Если бы дилемма не разрешилась, ереванская цивилизация тихо или бурно сошла бы на нет. «Сельской стихией» пришлось на время пожертвовать, тогда как промышленный Ереван возвысился над сельскохозяйственной Турцией своими успехами, достижениями и радостной праздничной аурой, которую удалось сохранить в 1960-е.

Основная культурная тема социума первоначально, в период бурного процесса формирования традиционной культурной общности, выступает в своей синтетической целостности, едина для традиционного социума. Сначала не вполне проявляя себя, она эксплицируется лишь постепенно, постепенно же разделяется на внутренние альтернативы, т.е. разные толкования, что приводит к внутрикультурному конфликту, который кажется дисфункциональным. Со временем станет ясно его функциональное значение. 
Ввиду разных толкований основной культурной темы традиционного социума конфликт неизбежен и естественен, и сам является движущей силой развития традиционного социума. Этот конфликт, каким опасным он ни казался бы на первый взгляд, — функционален. Он служит приводом, который заставляет двигаться внутрикультурные группы, активизирует проигрывание культурных содержаний. Но на первом этапе становления традиционного социума, пока система ещё не адаптирована к функциональному внутрикультурному конфликту, он может значительно нарушать принятые в социуме коммуникацию и социальность. В это время социальность интегративна и охватывает всё общество в его целостности. Конфликт ведёт к нарушению ставших уже привычными социальных связей, поэтому на первых порах есть опасность дисфункции культуры и возникновения смуты. Но смута для социальной системы естественный процесс, если она совершается на фоне содержательного проигрывания основной культурной темы социума. Впоследствии социокультурная структура общества усложняется, система становится устойчивой к конфликту. Более того, сама эта структура становится механизмом, которым проигрывается функциональный внутрикультурный конфликт. А на первых порах, когда общество ещё «не умеет» его проигрывать, функциональный внутрикультурный конфликт не находит своего разрешения и оказывается «отложенным», он вновь станет актуален позже.

* * *

Чтобы лучше понять, как формируется функциональный конфликт, ещё раз повторим тему этой главы, но уже не в общем социальном плане.



ГОРОД И ПАМЯТНИК

Армен Давтян

Эта глава как бы ещё раз повторяет тему предыдущей, но уже не в общем социальном плане, а в плане художественно-мифологической модели, которая разделила «остающихся» и «уезжающих» …

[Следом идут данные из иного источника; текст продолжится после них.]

// In crates/forecast/src/linear.rs

use crate::types::{TrainingSettings, TrainingSummary};
use crate::{mse, Error, Predictor, Result};
use core_types::Error as CoreError;
use dataset::Sequences;
use ndarray::{s, Array1, Array2, ArrayView2};

/// A linear autoregressive model over the window's price column.
///
/// `y = w . x + b`, fit by mini-batch gradient descent on mean squared error.
/// Batches are taken in time order; nothing is shuffled.
#[derive(Debug, Clone, Default)]
pub struct LinearAutoregressor {
    weights: Option<Array1<f64>>,
    bias: f64,
}

impl LinearAutoregressor {
    pub fn new() -> Self {
        Self::default()
    }

    pub fn weights(&self) -> Option<&Array1<f64>> {
        self.weights.as_ref()
    }

    pub fn bias(&self) -> f64 {
        self.bias
    }

    fn forward(&self, weights: &Array1<f64>, x: &ArrayView2<'_, f64>) -> Array1<f64> {
        x.dot(weights) + self.bias
    }
}

impl Predictor for LinearAutoregressor {
    fn name(&self) -> &'static str {
        "linear"
    }

    fn fit(&mut self, train: &Sequences, settings: &TrainingSettings) -> Result<TrainingSummary> {
        if train.is_empty() {
            return Err(CoreError::InsufficientData {
                needed: 1,
                available: 0,
            }
            .into());
        }
        if settings.batch_size == 0 {
            return Err(CoreError::invalid("batch size must be positive").into());
        }
        if !(settings.learning_rate > 0.0 && settings.learning_rate.is_finite()) {
            return Err(CoreError::invalid(format!(
                "learning rate must be a positive number, got {}",
                settings.learning_rate
            ))
            .into());
        }

        let window_size = train.window_size();
        let x: Array2<f64> = train.windows.slice(s![.., .., 0]).to_owned();
        let y = &train.labels;
        let n = train.len();

        // Start from the persistence forecast so early epochs are already sensible.
        let mut weights = Array1::zeros(window_size);
        weights[window_size - 1] = 1.0;
        self.bias = 0.0;

        tracing::info!(
            model = self.name(),
            samples = n,
            window_size,
            epochs = settings.epochs,
            batch_size = settings.batch_size,
            "Training predictor."
        );

        let mut loss = mse(&self.forward(&weights, &x.view()), y);
        for epoch in 0..settings.epochs {
            for start in (0..n).step_by(settings.batch_size) {
                let end = (start + settings.batch_size).min(n);
                let xb = x.slice(s![start..end, ..]);
                let yb = y.slice(s![start..end]);

                let err = self.forward(&weights, &xb) - &yb;
                let scale = 2.0 * settings.learning_rate / (end - start) as f64;
                weights.scaled_add(-scale, &xb.t().dot(&err));
                self.bias -= scale * err.sum();
            }

            loss = mse(&self.forward(&weights, &x.view()), y);
            if !loss.is_finite() {
                return Err(Error::Diverged { epoch });
            }
            tracing::debug!(epoch, loss, "Epoch finished.");
        }

        tracing::info!(model = self.name(), final_loss = loss, "Training finished.");
        self.weights = Some(weights);

        Ok(TrainingSummary {
            model: self.name().to_string(),
            samples: n,
            epochs: settings.epochs,
            final_loss: loss,
        })
    }

    fn predict(&self, window: ArrayView2<'_, f64>) -> Result<f64> {
        let weights = self.weights.as_ref().ok_or(Error::NotTrained("linear"))?;
        if window.nrows() != weights.len() || window.ncols() == 0 {
            return Err(Error::ShapeMismatch {
                expected: (weights.len(), window.ncols().max(1)),
                found: window.dim(),
            });
        }
        Ok(window.column(0).dot(weights) + self.bias)
    }
}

В 1965 году на холме Цицернакаберд был построен мемориал жертвам геноцида армян 1915 года. Стела из двух каменных стрел, символизировавших полтора миллиона жертв геноцида, и вечный огонь, окружённый скорбно нависающими над ним пилонами, под которыми звучал «Патараг» Комитаса (т.е. «Литургия», вернее, литургическое песнопение по музыке Комитаса, ставшего одной из жертв Геноцида). Ереванцы вместе с соотечественниками, прибывшими из разных стран, засадили прежде безлесый каменистый холм деревьями. Долгожданный памятник стал утешением чувств армян, его открытие — одним из важнейших фактов в истории Еревана. Каждый год в День памяти жертв геноцида многотысячные массы народа приходят на Цицернакаберд. В первые годы привычное к праздникам, но не к скорбным ритуалам партийное руководство очень опасалось возникновения каких-то беспорядков …

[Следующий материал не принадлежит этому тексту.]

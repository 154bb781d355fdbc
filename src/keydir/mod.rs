//! KeyDir Module
//!
//! In-memory index from key to the location of its live value.
//!
//! ## Responsibilities
//! - Point lookups on every `get`
//! - Unconditional overwrite on every successful `put`
//! - Snapshot iteration for merge, fold and key listing
//!
//! ## Backing Choice
//! Both backings sit behind the [`KeyDir`] trait and are picked once, at
//! construction, from [`IndexKind`]:
//! - [`ShardedKeyDir`]: hash map split into cache-padded shards, each behind
//!   its own RwLock. O(1), unordered.
//! - [`OrderedKeyDir`]: one BTreeMap behind one RwLock. O(log n), iterates in
//!   key order.
//!
//! Writers are already serialized by the engine, so per-shard locks only
//! have to keep readers from observing a half-updated map.

mod ordered;
mod sharded;

pub use ordered::OrderedKeyDir;
pub use sharded::ShardedKeyDir;

use crate::config::IndexKind;
use crate::error::{CaskError, Result};
use crate::record::encoded_len;

/// Location of a key's current value
#[derive(Debug, Clone, Copy, PartialEq, Eq)]
pub struct IndexEntry {
    /// Segment holding the record
    pub segment_id: u32,
    /// Offset of the record start within that segment
    pub offset: u64,
    /// Length of the value in bytes
    pub value_size: u32,
    /// Write time of the record (unix seconds)
    pub timestamp: u64,
}

impl IndexEntry {
    /// Encoded length of the record this entry points at
    pub fn record_len(&self, key_len: usize) -> usize {
        encoded_len(key_len, self.value_size as usize)
    }
}

/// Capability set shared by every keydir backing
pub trait KeyDir: Send + Sync {
    fn get(&self, key: &[u8]) -> Option<IndexEntry>;

    /// Insert or overwrite, last writer wins
    fn put(&self, key: Vec<u8>, entry: IndexEntry);

    /// Remove a key, returning its previous entry
    fn delete(&self, key: &[u8]) -> Option<IndexEntry>;

    /// Every key currently indexed
    fn keys(&self) -> Vec<Vec<u8>>;

    /// Point-in-time snapshot; later mutations are not reflected
    fn iter(&self) -> KeyDirIter;

    fn len(&self) -> usize;

    fn is_empty(&self) -> bool {
        self.len() == 0
    }

    /// Drop every entry
    fn close(&self);
}

/// Snapshot iterator over `(key, entry)` pairs
pub struct KeyDirIter {
    entries: std::vec::IntoIter<(Vec<u8>, IndexEntry)>,
}

impl KeyDirIter {
    pub(crate) fn new(entries: Vec<(Vec<u8>, IndexEntry)>) -> Self {
        Self {
            entries: entries.into_iter(),
        }
    }
}

impl Iterator for KeyDirIter {
    type Item = (Vec<u8>, IndexEntry);

    fn next(&mut self) -> Option<Self::Item> {
        self.entries.next()
    }

    fn size_hint(&self) -> (usize, Option<usize>) {
        self.entries.size_hint()
    }
}

impl ExactSizeIterator for KeyDirIter {}

/// Construct the backing selected by configuration
pub fn build(kind: IndexKind, shard_count: usize) -> Result<Box<dyn KeyDir>> {
    match kind {
        IndexKind::Sharded => {
            if shard_count == 0 {
                return Err(CaskError::Config(
                    "shard_count must be greater than 0".to_string(),
                ));
            }
            Ok(Box::new(ShardedKeyDir::new(shard_count)))
        }
        IndexKind::Ordered => Ok(Box::new(OrderedKeyDir::new())),
    }
}
//! Record definitions
//!
//! In-memory forms of a log record and of its fixed header.

use bytes::{BufMut, Bytes, BytesMut};

use crate::error::CaskError;

use super::{CHECKSUM_SIZE, HEADER_SIZE};

/// Record type stored in the flag byte
#[derive(Debug, Clone, Copy, PartialEq, Eq)]
#[repr(u8)]
pub enum RecordFlag {
    /// Deletion marker, carries no value
    Tombstone = 0,

    /// Live value
    Normal = 1,
}

impl TryFrom<u8> for RecordFlag {
    type Error = CaskError;

    fn try_from(byte: u8) -> Result<Self, Self::Error> {
        match byte {
            0 => Ok(RecordFlag::Tombstone),
            1 => Ok(RecordFlag::Normal),
            other => Err(CaskError::InvalidRecordFlag(other)),
        }
    }
}

/// The fixed-size prefix of a record, parsed without touching key/value bytes
#[derive(Debug, Clone, Copy, PartialEq, Eq)]
pub struct RecordHeader {
    pub checksum: u32,
    pub timestamp: u64,
    pub key_len: u32,
    pub value_len: u32,
    /// Raw flag byte; validated only once the checksum has been verified
    pub flag: u8,
}

impl RecordHeader {
    /// Total encoded length of the record this header describes
    pub fn record_len(&self) -> usize {
        HEADER_SIZE
            .saturating_add(self.key_len as usize)
            .saturating_add(self.value_len as usize)
    }
}

/// A single decoded log record
#[derive(Debug, Clone, PartialEq, Eq)]
pub struct LogRecord {
    /// Checksum as stored on disk (0 for records not yet encoded)
    pub checksum: u32,

    /// Unix seconds at write time
    pub timestamp: u64,

    /// Normal value or tombstone
    pub flag: RecordFlag,

    pub key: Vec<u8>,

    /// Always empty for tombstones
    pub value: Vec<u8>,
}

impl LogRecord {
    /// Build a live record
    pub fn normal(key: Vec<u8>, value: Vec<u8>, timestamp: u64) -> Self {
        Self {
            checksum: 0,
            timestamp,
            flag: RecordFlag::Normal,
            key,
            value,
        }
    }

    /// Build a deletion marker
    pub fn tombstone(key: Vec<u8>, timestamp: u64) -> Self {
        Self {
            checksum: 0,
            timestamp,
            flag: RecordFlag::Tombstone,
            key,
            value: Vec::new(),
        }
    }

    pub fn is_tombstone(&self) -> bool {
        self.flag == RecordFlag::Tombstone
    }

    /// Length of this record once encoded
    pub fn encoded_len(&self) -> usize {
        HEADER_SIZE + self.key.len() + self.stored_value().len()
    }

    /// Encode to the on-disk layout, computing a fresh checksum.
    ///
    /// The timestamp is kept as-is, so compaction can copy a record forward
    /// without changing it. Size limits are not checked here; see
    /// [`RecordCodec::encode`](super::RecordCodec::encode).
    pub fn encode(&self) -> Bytes {
        let value = self.stored_value();
        let mut buf = BytesMut::with_capacity(HEADER_SIZE + self.key.len() + value.len());

        buf.put_u32(0); // checksum placeholder
        buf.put_u64(self.timestamp);
        buf.put_u32(self.key.len() as u32);
        buf.put_u32(value.len() as u32);
        buf.put_u8(self.flag as u8);
        buf.put_slice(&self.key);
        buf.put_slice(value);

        let checksum = crc32fast::hash(&buf[CHECKSUM_SIZE..]);
        buf[..CHECKSUM_SIZE].copy_from_slice(&checksum.to_be_bytes());

        buf.freeze()
    }

    fn stored_value(&self) -> &[u8] {
        match self.flag {
            RecordFlag::Normal => &self.value,
            RecordFlag::Tombstone => &[],
        }
    }
}
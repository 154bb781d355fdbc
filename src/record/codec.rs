//! Record codec
//!
//! Size-checked encoding and strict decoding of log records.

use std::time::{SystemTime, UNIX_EPOCH};

use bytes::{Buf, Bytes};

use crate::config::{DEFAULT_MAX_KEY_SIZE, DEFAULT_MAX_VALUE_SIZE};
use crate::error::{CaskError, Result};

use super::{LogRecord, RecordFlag, RecordHeader, CHECKSUM_SIZE, HEADER_SIZE};

/// Encoder holding the configured key/value limits
#[derive(Debug, Clone, Copy)]
pub struct RecordCodec {
    max_key_size: usize,
    max_value_size: usize,
}

impl Default for RecordCodec {
    fn default() -> Self {
        Self::new(DEFAULT_MAX_KEY_SIZE, DEFAULT_MAX_VALUE_SIZE)
    }
}

impl RecordCodec {
    pub fn new(max_key_size: usize, max_value_size: usize) -> Self {
        Self {
            max_key_size,
            max_value_size,
        }
    }

    pub fn max_key_size(&self) -> usize {
        self.max_key_size
    }

    pub fn max_value_size(&self) -> usize {
        self.max_value_size
    }

    /// Encode a put or a delete, stamped with the current time.
    ///
    /// For tombstones the supplied value is discarded and never written.
    pub fn encode(&self, key: &[u8], value: &[u8], is_tombstone: bool) -> Result<Bytes> {
        self.encode_at(key, value, is_tombstone, now_secs())
    }

    /// Same as [`encode`](Self::encode) with an explicit timestamp
    pub fn encode_at(
        &self,
        key: &[u8],
        value: &[u8],
        is_tombstone: bool,
        timestamp: u64,
    ) -> Result<Bytes> {
        self.check_key(key)?;

        let record = if is_tombstone {
            LogRecord::tombstone(key.to_vec(), timestamp)
        } else {
            self.check_value(value)?;
            LogRecord::normal(key.to_vec(), value.to_vec(), timestamp)
        };

        Ok(record.encode())
    }

    pub fn check_key(&self, key: &[u8]) -> Result<()> {
        if key.len() > self.max_key_size {
            return Err(CaskError::KeyTooLarge {
                size: key.len(),
                max: self.max_key_size,
            });
        }
        Ok(())
    }

    pub fn check_value(&self, value: &[u8]) -> Result<()> {
        if value.len() > self.max_value_size {
            return Err(CaskError::ValueTooLarge {
                size: value.len(),
                max: self.max_value_size,
            });
        }
        Ok(())
    }
}

/// Encoded length of a record with the given key and value sizes
pub fn encoded_len(key_len: usize, value_len: usize) -> usize {
    HEADER_SIZE + key_len + value_len
}

/// Parse only the fixed header
pub fn decode_header(bytes: &[u8]) -> Result<RecordHeader> {
    if bytes.len() < HEADER_SIZE {
        return Err(CaskError::TruncatedHeader {
            expected: HEADER_SIZE,
            actual: bytes.len(),
        });
    }

    let mut buf = &bytes[..HEADER_SIZE];
    Ok(RecordHeader {
        checksum: buf.get_u32(),
        timestamp: buf.get_u64(),
        key_len: buf.get_u32(),
        value_len: buf.get_u32(),
        flag: buf.get_u8(),
    })
}

/// Decode one record from the start of `bytes`.
///
/// Trailing bytes beyond the record are ignored.
pub fn decode(bytes: &[u8]) -> Result<LogRecord> {
    let header = decode_header(bytes)?;

    let total_len = header.record_len();
    if bytes.len() < total_len {
        return Err(CaskError::TruncatedBody {
            expected: total_len,
            actual: bytes.len(),
        });
    }

    let computed = crc32fast::hash(&bytes[CHECKSUM_SIZE..total_len]);
    if computed != header.checksum {
        return Err(CaskError::ChecksumMismatch {
            stored: header.checksum,
            computed,
        });
    }

    let flag = RecordFlag::try_from(header.flag)?;

    let key_end = HEADER_SIZE + header.key_len as usize;
    let key = bytes[HEADER_SIZE..key_end].to_vec();
    let value = bytes[key_end..total_len].to_vec();

    Ok(LogRecord {
        checksum: header.checksum,
        timestamp: header.timestamp,
        flag,
        key,
        value,
    })
}

/// Current unix time in seconds
pub fn now_secs() -> u64 {
    SystemTime::now()
        .duration_since(UNIX_EPOCH)
        .map(|d| d.as_secs())
        .unwrap_or(0)
}
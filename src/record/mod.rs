//! Record Module
//!
//! The on-disk unit of every segment: one encoded log record.
//!
//! ## Responsibilities
//! - Fixed-width header with explicit lengths and a type flag
//! - CRC32 (IEEE) checksum over everything after the checksum field
//! - Strict decoding: truncation and corruption are distinct errors
//!
//! ## Record Format (big-endian)
//! ```text
//! ┌──────────────┬───────────────┬─────────────┬───────────────┬──────────┬─────┬───────┐
//! │ Checksum (4) │ Timestamp (8) │ KeyLen (4)  │ ValueLen (4)  │ Flag (1) │ Key │ Value │
//! └──────────────┴───────────────┴─────────────┴───────────────┴──────────┴─────┴───────┘
//!                 └──────────────────── covered by checksum ────────────────────────────┘
//! ```
//!
//! Flag `0` is a tombstone, `1` a normal value. A tombstone always carries
//! `ValueLen = 0`; an empty value is also `ValueLen = 0` and is told apart
//! only by the flag.

mod codec;
mod entry;

pub use codec::{decode, decode_header, encoded_len, now_secs, RecordCodec};
pub use entry::{LogRecord, RecordFlag, RecordHeader};

/// Size of the checksum field
pub const CHECKSUM_SIZE: usize = 4;

/// Fixed header size: Checksum (4) + Timestamp (8) + KeyLen (4) + ValueLen (4) + Flag (1)
pub const HEADER_SIZE: usize = 21;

Когда-то партийные руководители хрущевского поколения в ряду прочих поставили себе задачу «надавить» на Турцию (как союзника США). Для этого они были согласны на временное сотрудничество с традиционными армянскими партиями за рубежом, и последние не преминули откликнуться. Выступления в Ереване в 1965 году — в немалой степени плод этого косвенного сотрудничества КГБ и зарубежных «революционеров». Если для ереванцев увековечение памяти жертв геноцида представляло конечную цель, то у активистов зарубежных «революционных» партий был фантастический замысел поднять «простой народ» на борьбу за возврат Турцией армянских земель. В таком сказочном виде это, конечно, было нереальным, но… скажем так: существовали варианты. Например, если бы руководству СССР вздумалось продолжить давление на Турцию, то, по крайней мере, сотрудничество с зарубежными армянскими партиями укреплялось бы. Не берусь предполагать, что было бы дальше. В реальности же сотрудничество с диаспорой, наоборот, почти приостановилось.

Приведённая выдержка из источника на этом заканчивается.